Address that upfront, and you have a decent article. This is just a fanboy (who just happens to be at Paypal) praising his favorite language and ignoring its weaknesses.


The keyword here is "Enterprise" Python. The Enterprise is a place where you have "decision makers" which are often people who don't understand type systems, and have absolutely no incentive to do so.

Paypal is a large organization which needs to hire Python programmers. Everyone reading this now has a reminder that Python is popular at Paypal. We also know that endless PLT arguments are probably not common in the workplace.


Fortunately, there are other large organisations employing decision-makers which understand the business value of type systems.

Apple: https://developer.apple.com/swift

Facebook: http://flowtype.org + http://hacklang.org + http://hhvm.com

Microsoft: http://fsharp.org + https://haskell.org + http://typescriptlang.org

Mozilla: http://rust-lang.org

Google: The jury is out on this one.


Google, Apple, Facebook are the tech companies.

Even though they are enterprises, the term enterprise software often refer to the other companies, who use tech as an aid to run their main businesses.

Think about Box, MobileIron, and many such companies targeted to enterprises and who their consumers are. That is the enterprise software market.


Can you clarify what you mean about Google?


For one, both Dart and Go repeat Hoare’s Billion Dollar Mistake, by admitting null references instead of implementing option types.

In a previous HN discussion, I wrote to one of the Go designers:

> I disagree with you on the relative complexity of type systems, and, as someone passionate about my craft, I despair Go is merely good not great, due to what appears to be uninformed design decisions.

> You may prefer to write in Go, but you don't work in a vacuum. Your creation is out there, gaining mindshare, and propagating mistakes made half a century ago. As a language designer, you have the power to shape human thought for years to come, and the responsibility to remain intellectually honest. This is the meaning of Hoare's apology. He didn't know better. You have no such excuse.

https://news.ycombinator.com/item?id=5822545


Well said. Your comment on that link was quite insightful as well. I'll quote it here below:

"So, Go has message passing. Just like Erlang, since 1986.

Only without per-process heaps, which make crashing processes safe. And without process linking and supervision, which helps systems built using Erlang/OTP achieve nine nines of uptime. Instead, it includes null references, also known as Hoare's Billion Dollar Mistake.

But it's not enough to scorn the industry; Go's designers also look down their noses at academia.

A modern, ML-derived static type system? Generics, which would enable the unwashed mashes to write their own `append`? Ain't nobody got time for that — wait, what? Oh, Rust does?

Go's tooling is fantastic, and its pragmatism is commendable, but ignoring the last 30 years of programming language research is not."


I think in both cases, they are allowing pragmatism to win out over correctness. The underlying systems that Dart & Go try to interface with embrace NULL with a kind of oblivious joy that can't be replicated.

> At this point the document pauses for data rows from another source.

use std::path::Path;

use anyhow::{Context, Result};
use graph_recall::node::NodeType;
use graph_recall::retrieval::{EngineQuery, RecallEngine};

use super::{open_session, print_json};

/// `nodes QUERY --user U`: Node Locator output. `text_only` skips the
/// embedder and matches on node names.
pub fn run(
    query: &str,
    user: &str,
    top_k: Option<usize>,
    node_types: Vec<NodeType>,
    text_only: bool,
    db: Option<&Path>,
) -> Result<()> {
    let mut session = open_session(db, None)?;
    if let Some(k) = top_k {
        session.config.nodes.top_k = k;
    }

    let embedding = if text_only {
        None
    } else {
        Some(
            session
                .embedder
                .embed(query, &session.cancel)
                .context("Failed to embed query")?,
        )
    };

    let engine = RecallEngine::new(session.store.clone(), session.embedder.clone(), session.config.clone());
    let mut q = EngineQuery::new(user, query);
    if !node_types.is_empty() {
        q.node_types = Some(node_types);
    }
    let found = engine
        .locate_nodes(&q, embedding.as_deref(), &session.cancel)
        .context("Node lookup failed")?;

    let rows: Vec<serde_json::Value> = found
        .iter()
        .map(|s| {
            serde_json::json!({
                "id": s.node.id,
                "name": s.node.name,
                "node_type": s.node.node_type,
                "score": s.score,
                "importance_score": s.node.importance_score,
                "access_count": s.node.access_count,
            })
        })
        .collect();
    print_json(&serde_json::json!({
        "query": query,
        "mode": if text_only { "text" } else { "embedding" },
        "nodes": rows,
    }))
}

I find the idea that optionals aren't pragmatic pretty bizarre. Of all the features that "advanced" type systems give you, optionals are some of the most straightforward. I still haven't heard a convincing argument for why they should not be in Go (e.g., someone pointed out that all types in Go have a default value, but there is a very obvious candidate for a default value for optionals--None; "in practice these issues don't come up"--doesn't that just mean people don't use null much? Why allow it to inhabit every type, then?).

Anyway, neither Dart nor Go is particularly "close to the hardware" as they both have fairly substantial runtimes. We're not talking about a macro assembler here, we're talking about a typed programming language. What the compiler does under the hood is largely irrelevant in any language that doesn't make a distinction between register, stack, and heap allocation.


It’s an example of the “New Jersey approach” to programming language design.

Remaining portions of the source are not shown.